Capítulo 38 - Ultimos Capítulos

1.2K 97 31
                                        

—¿Tú crees que nuestra historia se terminó? —le preguntó ahora él.

—Ya no quiero hacerte daño, quiero que seas feliz y...

—Te repito la pregunta Anahí... ¿Tú crees que nuestra historia se terminó? —dijo con dolor mientras ésta lo miraba sin saber que más decir.

Alfonso en cambio se acercó a ella y sin apartar su mirada de sus ojos, posó una mano en su mejilla y limpió las lagrimas del rostro de ella.

—Dime Anahí... ¿Nuestra historia se terminó? —dijo ahora cauteloso— Porque yo creo que apenas está comenzando.

—¿Qué dices? —dijo incredúla.

—Cuando me hablaron para decirme que estabas en peligro, yo no me podía imaginarme sin ti. Sentía que perdía un pedazo de mi vida y no sabría como continuar... —sacó de su saco un papel. Mas bien una carta, que hace tiempo leyó. Anahí lo miró sorprendida cuando vió que su escrito lo tenía Alfonso.

—¿Qué esa carta no la tenía yo? —le preguntó.

—La encontré, cuando fuí a buscarte.

—¿La leíste? —preguntó con algo de ilusión en su mirada. Esperanzada de que tan siquiera hubiera leído sus palabras.

—Sí, si la leí —sonrió y acarició su pomúlo y la comisura de su sonrisa.

—Poncho, hay tanto que quiero decirte...

—Ahora no importa, lo importante eres tú.. Nosotros —la interrumpió.

—Pero quiero contarte...

—Esta bien, pero ahora no quiero que te preocupes por nada. Te creo Anahí.

—¿Me perdonas? —dijo con súplica.

—¿Me perdonas tú a mi? —le preguntó Alfonso.

—Sh.. No, no. Yo no tengo nada que perdonarte Poncho —acarció su mano.

—Yo te amo como un loco Anahí —dijo mientras tomaba su mano libre de agujas de suero y médicamento, y plantaba un beso en el dorso de ésta delicadamente. —Yo no puedo estar sin ti, no puedo vivir sin ti, solo quiero estar contigo y ya.

—Poncho... —sonrió debilmente mientras unas lagrimas se le escapaban.

—Te amo Anahí y eso tu lo has dicho, nunca lo voy a dejar de hacer —sonrió también.

La acunó de sus mejillas y se acercó lentamente en cambio a sus pulsos, que estaban rápidamente andando.

Lentamente selló sus labios después de tanto tiempo no probaba, en un beso lleno de amor.

—Te amo —susurró Anahí en sus labios y nuevamente lo besó—. No sabes cuanto te amo —dijo en sus labios y lo besó.

—Y yo a ti.. —dijo Alfonso en sus labios.
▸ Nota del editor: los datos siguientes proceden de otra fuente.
impl<'a, 'c> BodyWalker<'a, 'c> {
    fn run(ctx: &'a RuleContext<'c>, check: Check) -> Vec<Diagnostic> {
        let mut walker = Self {
            ctx,
            check,
            scope: ctx.scope(),
            locals: LocalScope::new(),
            returns: ResolvedType::Unknown,
            reported: BTreeSet::new(),
            out: Vec::new(),
        };
        walker.walk_declaration();
        walker.out
    }

    fn compilation(&self) -> &'c Compilation {
        self.ctx.compilation
    }

    fn resolve(&self, ty: &TypeRef) -> ResolvedType {
        self.compilation().resolve(ty, &self.scope)
    }

    fn type_of(&self, expr: &Expr) -> ResolvedType {
        self.compilation().type_of(expr, &self.scope, &self.locals)
    }

    /// Nested types are declarations of their own and are skipped here.
    fn walk_declaration(&mut self) {
        let decl = self.ctx.decl;
        let body_scope = self.scope.clone();
        self.scope.containing = self.compilation().symbols().get(self.ctx.id).containing;
        for attr in decl.attributes() {
            self.visit_attribute(attr);
        }
        for base in &decl.base_list {
            self.visit_type_ref(base);
        }
        self.scope = body_scope;
        for clause in &decl.constraints {
            for ty in &clause.constraints {
                self.visit_type_ref(ty);
            }
        }
        if let Some(ctor) = &decl.primary_ctor {
            for param in &ctor.params {
                self.visit_parameter(param);
            }
        }
        for member in &decl.members {
            if !matches!(member, Member::Type(_)) {
                self.visit_member(member);
            }
        }
    }

    fn walk_function(&mut self, method: &'c MethodDecl) {
        let saved_scope = self.scope.clone();
        self.scope = self
            .scope
            .clone()
            .with_type_params(method.type_params.iter().map(|p| p.text.clone()));
        let returns = self.resolve(&method.return_type);
        let saved_returns = std::mem::replace(&mut self.returns, returns);
        self.locals.push();
        self.declare_params(&method.params.params);
        if let Some(Body::Expression(expr)) = &method.body {
            let target = self.returns.clone();
            self.check_value(expr, &target);
        }
        visit::walk_method(self, method);
        self.locals.pop();
        self.returns = saved_returns;
        self.scope = saved_scope;
    }

    fn declare_params(&mut self, params: &[Parameter]) {
        for param in params {
            let ty = self.resolve(&param.ty);
            self.locals.declare(param.name.text.clone(), ty);
        }
    }

    fn push_diagnostic(&mut self, key: String, diagnostic: Diagnostic) {
        if self.reported.insert((diagnostic.location.span, key)) {
            self.out.push(diagnostic);
        }
    }

    // default instances

    /// Checks a value flowing into a position of type `target`.
    fn check_value(&mut self, expr: &Expr, target: &ResolvedType) {
        if self.check != Check::DefaultInstance {
            return;
        }
        let expr = expr.unparenthesized();
        match &expr.kind {
            ExprKind::Conditional {
                when_true,
                when_false,
                ..
            } => {
                self.check_value(when_true, target);
                self.check_value(when_false, target);
            }
            ExprKind::Tuple(args) => {
                if let ResolvedType::Tuple(elements) = target.strip_nullable() {
                    for (arg, ty) in args.iter().zip(elements) {
                        self.check_value(&arg.expr, ty);
                    }
                }
            }
            _ => {
                if shape::is_default_construction(expr, target, self.compilation(), &self.scope) {
                    let created = match &expr.kind {
                        ExprKind::Default(Some(ty)) | ExprKind::ObjectCreation { ty: Some(ty), .. } => {
                            self.resolve(ty)
                        }
                        _ => target.clone(),
                    };
                    self.report_default(expr.span, &created);
                }
            }
        }
    }

    fn report_default(&mut self, span: Span, created: &ResolvedType) {
        if !shape::disallows_default(self.compilation(), created) {
            return;
        }
        let diagnostic = self
            .ctx
            .report(
                d::DEFAULT_INSTANCE_NOT_ALLOWED,
                span,
                vec![display_type(self.ctx, created)],
            );
        self.push_diagnostic(String::new(), diagnostic);
    }

    fn check_arguments(&mut self, callee: &Expr, args: &[Argument]) {
        if self.check != Check::DefaultInstance {
            return;
        }
        for (position, arg) in args.iter().enumerate() {
            if arg.ref_kind != RefKind::None {
                continue;
            }
            let target = self
                .compilation()
                .argument_target_type(callee, arg, position, &self.scope, &self.locals);
            self.check_value(&arg.expr, &target);
        }
    }

    // dispatch callbacks

    fn check_dispatch(&mut self, callee: &Expr, args: &[Argument]) {
        if self.check != Check::DispatchLambda {
            return;
        }
        let (receiver, method) = match &callee.kind {
            ExprKind::MemberAccess { target, name, .. } => (self.type_of(target), name),
            ExprKind::Name { name, .. } if !self.locals.is_declared(&name.text) => (
                self.scope
                    .containing
                    .map(ResolvedType::declared)
                    .unwrap_or(ResolvedType::Unknown),
                name,
            ),
            _ => return,
        };
        if !DISPATCH_METHODS.contains(&method.text.as_str())
            || !is_dispatch_receiver(self.compilation(), &receiver)
        {
            return;
        }
        for arg in args {
            let ExprKind::Lambda(lambda) = &arg.expr.unparenthesized().kind else {
                continue;
            };
            if lambda.is_static() {
                continue;
            }
            let diagnostic = self
                .ctx
                .report(
                    d::DISPATCH_LAMBDA_MUST_BE_STATIC,
                    lambda.span,
                    vec![method.text.clone()],
                )
                .with_node_span(lambda.span);
            self.push_diagnostic(String::new(), diagnostic);
        }
    }

    // internal surface

    fn is_internal(&self, id: TypeId) -> bool {
        let compilation = self.compilation();
        !compilation.is_current(id)
            && in_namespace(
                &compilation.symbols().get(id).namespace,
                &compilation.library().internal_namespace,
            )
    }

    fn collect_internal(&self, ty: &ResolvedType, out: &mut Vec<String>) {
        let internal_ns = self.compilation().library().internal_namespace.as_str();
        let push = |out: &mut Vec<String>, name: String| {
            if !out.contains(&name) {
                out.push(name);
            }
        };
        match ty {
            ResolvedType::Declared { id, args } => {
                if self.is_internal(*id) {
                    push(out, self.compilation().symbols().qualified_name(*id));
                }
                for arg in args {
                    self.collect_internal(arg, out);
                }
            }
            ResolvedType::External { name, args } => {
                if name
                    .rsplit_once('.')
                    .is_some_and(|(ns, _)| in_namespace(ns, internal_ns))
                {
                    push(out, name.clone());
                }
                for arg in args {
                    self.collect_internal(arg, out);
                }
            }
            ResolvedType::Nullable(inner) | ResolvedType::Array(inner, _) => {
                self.collect_internal(inner, out)
            }
            ResolvedType::Tuple(elements) => {
                for element in elements {
                    self.collect_internal(element, out);
                }
            }
            ResolvedType::Builtin(_) | ResolvedType::TypeParam(_) | ResolvedType::Unknown => {}
        }
    }

    /// One diagnostic per internal symbol referenced at `span`.
    fn report_internal(&mut self, span: Span, ty: &ResolvedType) {
        if self.check != Check::InternalApi {
            return;
        }
        let mut names = Vec::new();
        self.collect_internal(ty, &mut names);
        let assembly = self.compilation().library().assembly_name.clone();
        for name in names {
            let diagnostic = self.ctx.report(
                d::INTERNAL_API_USAGE,
                span,
                vec![name.clone(), assembly.clone()],
            );
            self.push_diagnostic(name, diagnostic);
        }
    }

    fn attribute_type(&self, attr: &Attribute) -> ResolvedType {
        let segments = |last_suffix: &str| -> Vec<NameSegment> {
            let count = attr.name.len();
            attr.name
                .iter()
                .enumerate()
                .map(|(i, text)| {
                    let text = if i + 1 == count {
                        format!("{text}{last_suffix}")
                    } else {
                        text.clone()
                    };
                    NameSegment {
                        name: Ident {
                            text,
                            span: attr.name_span,
                        },
                        type_args: if i + 1 == count {
                            attr.type_args.clone()
                        } else {
                            Vec::new()
                        },
                        span: attr.name_span,
                    }
                })
                .collect()
        };
        ["", "Attribute"]
            .into_iter()
            .map(|suffix| TypeRef {
                kind: TypeRefKind::Named {
                    global: false,
                    segments: segments(suffix),
                },
                span: attr.name_span,
            })
            .map(|ty| self.resolve(&ty))
            .find(|resolved| resolved.declared_id().is_some())
            .unwrap_or(ResolvedType::Unknown)
    }
}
—Si quieres podemos... —no pudó terminar porque Alfonso la volvía a besar, callándola— ¡Poncho! —protestó y rió. Al instante se quejó levemente.

—¿Qué? ¿Qué tienes? —preguntó preocupado y ésta nego.

—Nada. Sólo que me duele reírme —sonrió, rió y nuevamente se quejó.

—¡Anahí ya no te rías! —le pidió— No quiero que nada malo te pase mi amor.

—Ya estoy mejor, contigo aquí me siento más que bien.. —sonrió con animo.

—Anahí, de verdad no puedo dejar que algo malo te pase, yo te voy a cuidar —dijo y ésta asintió. Se acercó nuevamente y la besó.

—Poncho, te iba decir algo... —dijo al separarse.